Dear Team,
Riva TTS app in A2F application is not working if I am using Riva 2.2 and above TTS endpoints. But, It works perfectly with Riva 1.7.0-beta. Can you tell me what the issue I might be facing?
Dear Team,
Riva TTS app in A2F application is not working if I am using Riva 2.2 and above TTS endpoints. But, It works perfectly with Riva 1.7.0-beta. Can you tell me what the issue I might be facing?
I changed voice-name from “ljspeech” to “English-US-Female-1” in the tts_client.py:
Hello @farman.ahmed! I contacted the dev team for more help in answering your questions. I will post back when I have more information!
Hi @farman.ahmed
The error still looks like it’s using “ljspeech” instead of “English-US-Female-1”.
Did you restart the app after making the code change?
If you insert some prints along with your code change, can you see if the changes is used?
Hi @esusantolim
I have restarted the app after code change, I’m still facing this issue.
@farman.ahmed ,
Have you tried adding prints ?
Can you also share the path of the file you edited? (just making sure it’s the same file as those printed in the error log)

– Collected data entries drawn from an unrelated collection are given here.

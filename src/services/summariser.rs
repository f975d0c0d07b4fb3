//! 摘要总结服务 - 业务能力层
//!
//! 只负责"把一组摘要总结成一组摘要总结"能力，不关心流程
//!
//! ## 策略链
//!
//! 构造时一次性确定候选策略，运行时不再重新判断：
//! 1. 远程模型（配置了 API key 时）
//! 2. 本地模型（没有远程模型且配置了本地服务地址时）
//! 3. 截断（始终兜底）
//!
//! 每条摘要按顺序尝试策略，第一个成功的结果生效；全部失败时使用占位文本。

use anyhow::Result;
use async_trait::async_trait;
use futures::{stream, StreamExt};
use tracing::{error, info, warn};

use crate::clients::LlmClient;
use crate::config::Config;
use crate::ports::Summariser;
use crate::utils::logging::truncate_text;

/// 所有策略都失败时的占位文本
pub const SUMMARY_UNAVAILABLE: &str = "Summary unavailable (Error in summarising)";

const SUMMARY_PROMPT: &str =
    "The following is an academic abstract, please summarise it effectively and concisely into 3-4 sentences";

/// 截断策略保留的句子数
const TRUNCATION_SENTENCES: usize = 4;

/// 单条摘要的总结策略
#[async_trait]
pub trait SummaryStrategy: Send + Sync {
    fn name(&self) -> &str;

    async fn summarise(&self, text: &str) -> Result<String>;
}

/// 远程模型（Gemini 的 OpenAI 兼容端点）
pub struct RemoteModelStrategy {
    client: LlmClient,
}

impl RemoteModelStrategy {
    pub fn new(client: LlmClient) -> Self {
        Self { client }
    }
}

#[async_trait]
impl SummaryStrategy for RemoteModelStrategy {
    fn name(&self) -> &str {
        "remote"
    }

    async fn summarise(&self, text: &str) -> Result<String> {
        let prompt = format!("{} {}", SUMMARY_PROMPT, text);
        self.client.chat(&prompt, None).await
    }
}

/// 本地模型（llama.cpp server 等兼容 OpenAI API 的本地服务）
pub struct LocalModelStrategy {
    client: LlmClient,
}

impl LocalModelStrategy {
    /// 本地模型的回复限制在 100 个 token 左右（约 75 个单词）
    pub fn new(client: LlmClient) -> Self {
        Self {
            client: client.with_max_tokens(100),
        }
    }
}

#[async_trait]
impl SummaryStrategy for LocalModelStrategy {
    fn name(&self) -> &str {
        "local"
    }

    async fn summarise(&self, text: &str) -> Result<String> {
        let prompt = format!("{} \n\n{}", SUMMARY_PROMPT, text);
        self.client.chat(&prompt, None).await
    }
}

/// 截断：保留前四个以 `. ` 分隔的句子
#[derive(Debug, Default, Clone, Copy)]
pub struct TruncationStrategy;

impl TruncationStrategy {
    pub fn truncate(text: &str) -> String {
        let sentences: Vec<&str> = text.split(". ").collect();
        if sentences.len() <= TRUNCATION_SENTENCES {
            return text.to_string();
        }
        format!("{}.", sentences[..TRUNCATION_SENTENCES].join(". "))
    }
}

#[async_trait]
impl SummaryStrategy for TruncationStrategy {
    fn name(&self) -> &str {
        "truncation"
    }

    async fn summarise(&self, text: &str) -> Result<String> {
        Ok(Self::truncate(text))
    }
}

/// 摘要总结服务
pub struct AbstractSummariser {
    strategies: Vec<Box<dyn SummaryStrategy>>,
}

impl AbstractSummariser {
    /// 使用自定义策略链
    pub fn with_strategies(strategies: Vec<Box<dyn SummaryStrategy>>) -> Self {
        Self { strategies }
    }

    /// 根据配置选择策略链
    pub fn from_config(config: &Config) -> Self {
        let mut strategies: Vec<Box<dyn SummaryStrategy>> = Vec::new();

        if let Some(api_key) = config.gemini_api_key.as_deref() {
            info!("使用远程模型总结: {}", config.remote_model_name);
            strategies.push(Box::new(RemoteModelStrategy::new(LlmClient::new(
                &config.remote_api_base_url,
                Some(api_key),
                &config.remote_model_name,
            ))));
        } else if let Some(url) = config.local_model_url.as_deref() {
            warn!("未找到 API key，使用本地模型: {}", config.local_model_name);
            strategies.push(Box::new(LocalModelStrategy::new(LlmClient::new(
                url,
                None,
                &config.local_model_name,
            ))));
        } else {
            warn!("未配置任何模型，将直接截断摘要");
        }

        strategies.push(Box::new(TruncationStrategy));
        Self { strategies }
    }

    pub fn strategy_names(&self) -> Vec<&str> {
        self.strategies.iter().map(|s| s.name()).collect()
    }

    async fn summarise_one(&self, index: usize, total: usize, text: &str) -> String {
        info!("📝 正在总结摘要 {}/{}", index + 1, total);

        for strategy in &self.strategies {
            match strategy.summarise(text).await {
                Ok(summary) => {
                    info!(
                        "✓ 使用 {} 生成摘要: {}",
                        strategy.name(),
                        truncate_text(&summary, 60)
                    );
                    return summary;
                }
                Err(e) => {
                    error!("使用 {} 总结摘要 {} 失败: {}", strategy.name(), index + 1, e);
                }
            }
        }

        SUMMARY_UNAVAILABLE.to_string()
    }
}

#[async_trait]
impl Summariser for AbstractSummariser {
    async fn summarise_many(&self, texts: &[String]) -> Vec<String> {
        info!("共 {} 个摘要待总结", texts.len());
        let total = texts.len();

        // 逐条顺序执行，输出顺序与输入一致
        let summaries: Vec<String> = stream::iter(texts.iter().enumerate())
            .then(|(index, text)| self.summarise_one(index, total, text))
            .collect()
            .await;

        info!("✓ 完成 {} 个摘要的总结", summaries.len());
        summaries
    }
}

#[cfg(test)]
mod tests {
    use super::*;

    struct FailingStrategy;

    #[async_trait]
    impl SummaryStrategy for FailingStrategy {
        fn name(&self) -> &str {
            "failing"
        }

        async fn summarise(&self, _text: &str) -> Result<String> {
            anyhow::bail!("model offline")
        }
    }

    /// 只对包含 "ok" 的文本成功
    struct PickyStrategy;

    #[async_trait]
    impl SummaryStrategy for PickyStrategy {
        fn name(&self) -> &str {
            "picky"
        }

        async fn summarise(&self, text: &str) -> Result<String> {
            if text.contains("ok") {
                Ok(format!("summary of {}", text))
            } else {
                anyhow::bail!("cannot summarise")
            }
        }
    }

    #[test]
    fn test_truncation_keeps_short_text_unchanged() {
        let text = "One. Two. Three. Four";
        assert_eq!(TruncationStrategy::truncate(text), text);
        assert_eq!(TruncationStrategy::truncate("No delimiter at all"), "No delimiter at all");
    }

    #[test]
    fn test_truncation_keeps_first_four_sentences() {
        let text = "One. Two. Three. Four. Five. Six.";
        assert_eq!(TruncationStrategy::truncate(text), "One. Two. Three. Four.");
    }

    #[test]
    fn test_from_config_without_models_only_truncates() {
        let config = Config {
            gemini_api_key: None,
            local_model_url: None,
            ..Config::default()
        };

        assert_eq!(
            AbstractSummariser::from_config(&config).strategy_names(),
            vec!["truncation"]
        );
    }

    #[test]
    fn test_from_config_prefers_remote_over_local() {
        let config = Config {
            gemini_api_key: Some("key".to_string()),
            local_model_url: Some("http://localhost:8080/v1".to_string()),
            ..Config::default()
        };

        assert_eq!(
            AbstractSummariser::from_config(&config).strategy_names(),
            vec!["remote", "truncation"]
        );
    }

    #[test]
    fn test_from_config_uses_local_without_api_key() {
        let config = Config {
            gemini_api_key: None,
            local_model_url: Some("http://localhost:8080/v1".to_string()),
            ..Config::default()
        };

        assert_eq!(
            AbstractSummariser::from_config(&config).strategy_names(),
            vec!["local", "truncation"]
        );
    }

    #[tokio::test]
    async fn test_failed_model_falls_back_to_truncation() {
        let summariser = AbstractSummariser::with_strategies(vec![
            Box::new(FailingStrategy),
            Box::new(TruncationStrategy),
        ]);

        let texts = vec!["A. B. C. D. E.".to_string(), "short".to_string()];
        let summaries = summariser.summarise_many(&texts).await;

        assert_eq!(summaries, vec!["A. B. C. D.", "short"]);
    }

    #[tokio::test]
    async fn test_single_failure_uses_placeholder_and_keeps_order() {
        let summariser = AbstractSummariser::with_strategies(vec![Box::new(PickyStrategy)]);

        let texts = vec!["ok one".to_string(), "bad".to_string(), "ok two".to_string()];
        let summaries = summariser.summarise_many(&texts).await;

        assert_eq!(
            summaries,
            vec![
                "summary of ok one".to_string(),
                SUMMARY_UNAVAILABLE.to_string(),
                "summary of ok two".to_string()
            ]
        );
    }

    #[test]
    fn test_empty_batch() {
        let summariser = AbstractSummariser::with_strategies(vec![Box::new(TruncationStrategy)]);
        assert!(tokio_test::block_on(summariser.summarise_many(&[])).is_empty());
    }
}
//! 输出结构化服务
//!
//! 把最终的运行状态按下标拼成论文记录。记录数取 title / authors / link / summary
//! 中非空列表长度的最小值，更长的列表被截断，缺失的字段用默认值补齐。

use tracing::info;

use crate::error::AgentResult;
use crate::models::{PaperRecord, PapersDocument, RunState};

/// 输出结构化服务
#[derive(Debug, Default, Clone, Copy)]
pub struct OutputStructurer;

impl OutputStructurer {
    pub fn new() -> Self {
        Self
    }

    /// 组装论文记录
    pub fn assemble(&self, state: &RunState) -> PapersDocument {
        info!("🧩 正在组装输出...");

        let lengths = [
            state.title.as_ref().map_or(0, Vec::len),
            state.authors.as_ref().map_or(0, Vec::len),
            state.link.as_ref().map_or(0, Vec::len),
            state.summary.as_ref().map_or(0, Vec::len),
        ];

        let Some(count) = lengths.into_iter().filter(|&len| len > 0).min() else {
            return PapersDocument::default();
        };

        let papers = (0..count)
            .map(|i| PaperRecord {
                title: nth(&state.title, i).cloned().unwrap_or_default(),
                authors: nth(&state.authors, i).cloned().unwrap_or_default(),
                link: nth(&state.link, i).cloned().unwrap_or_default(),
                summary: nth(&state.summary, i).cloned().unwrap_or_default(),
            })
            .collect();

        PapersDocument { papers }
    }

    /// 组装并序列化为带缩进的 JSON
    pub fn structure_output(&self, state: &RunState) -> AgentResult<String> {
        let document = self.assemble(state);
        info!("✓ 共组装 {} 条论文记录", document.papers.len());
        Ok(serde_json::to_string_pretty(&document)?)
    }
}

fn nth<T>(list: &Option<Vec<T>>, index: usize) -> Option<&T> {
    list.as_ref().and_then(|items| items.get(index))
}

Can you share your edited file?
Thanks
The fix for this is quite easy, there is just some difference in the quality and how the numbers are handled. I did this fix a long time ago but tested it now and works with latest A2F and with Riva version 2.3.0
In player_client.py of the RIVA TTS Example plugin, change lines 48 through 64 to:
if self._zero_padding_len > 0.0:
buf_len = int(float(samplerate) * self._zero_padding_len)
zero_padding_chunk = np.zeros(buf_len, dtype=np.int16)
zero_audio = zero_padding_chunk.astype(np.float32, order='C') / 32768.0
yield audio2face_pb2.PushAudioStreamRequest(audio_data=zero_audio.tobytes())
try:
for chunk in audio_generator:
# WARNING: assuiming chunk.audio bytes contain array of float32
if self._volume_multiplier != 1.0:
multiplier = pow(2, (np.sqrt(np.sqrt(np.sqrt(self._volume_multiplier))) * 192 - 192)/6)
audio_chunk = np.frombuffer(chunk.audio, dtype=np.int16)
audio_chunk_mod = np.multiply(audio_chunk, multiplier)
audio = audio_chunk_mod.astype(np.float32, order='C') / 32768.0
else:
audio_chunk = np.frombuffer(chunk.audio, dtype=np.int16)
audio = audio_chunk.astype(np.float32, order='C') / 32768.0
yield audio2face_pb2.PushAudioStreamRequest(audio_data=audio.tobytes())
Don’t remember exactly what those constants do in the multiplication but has something to do with quality of the sound so it matches the sample rate.
It worked. Thanks for the help.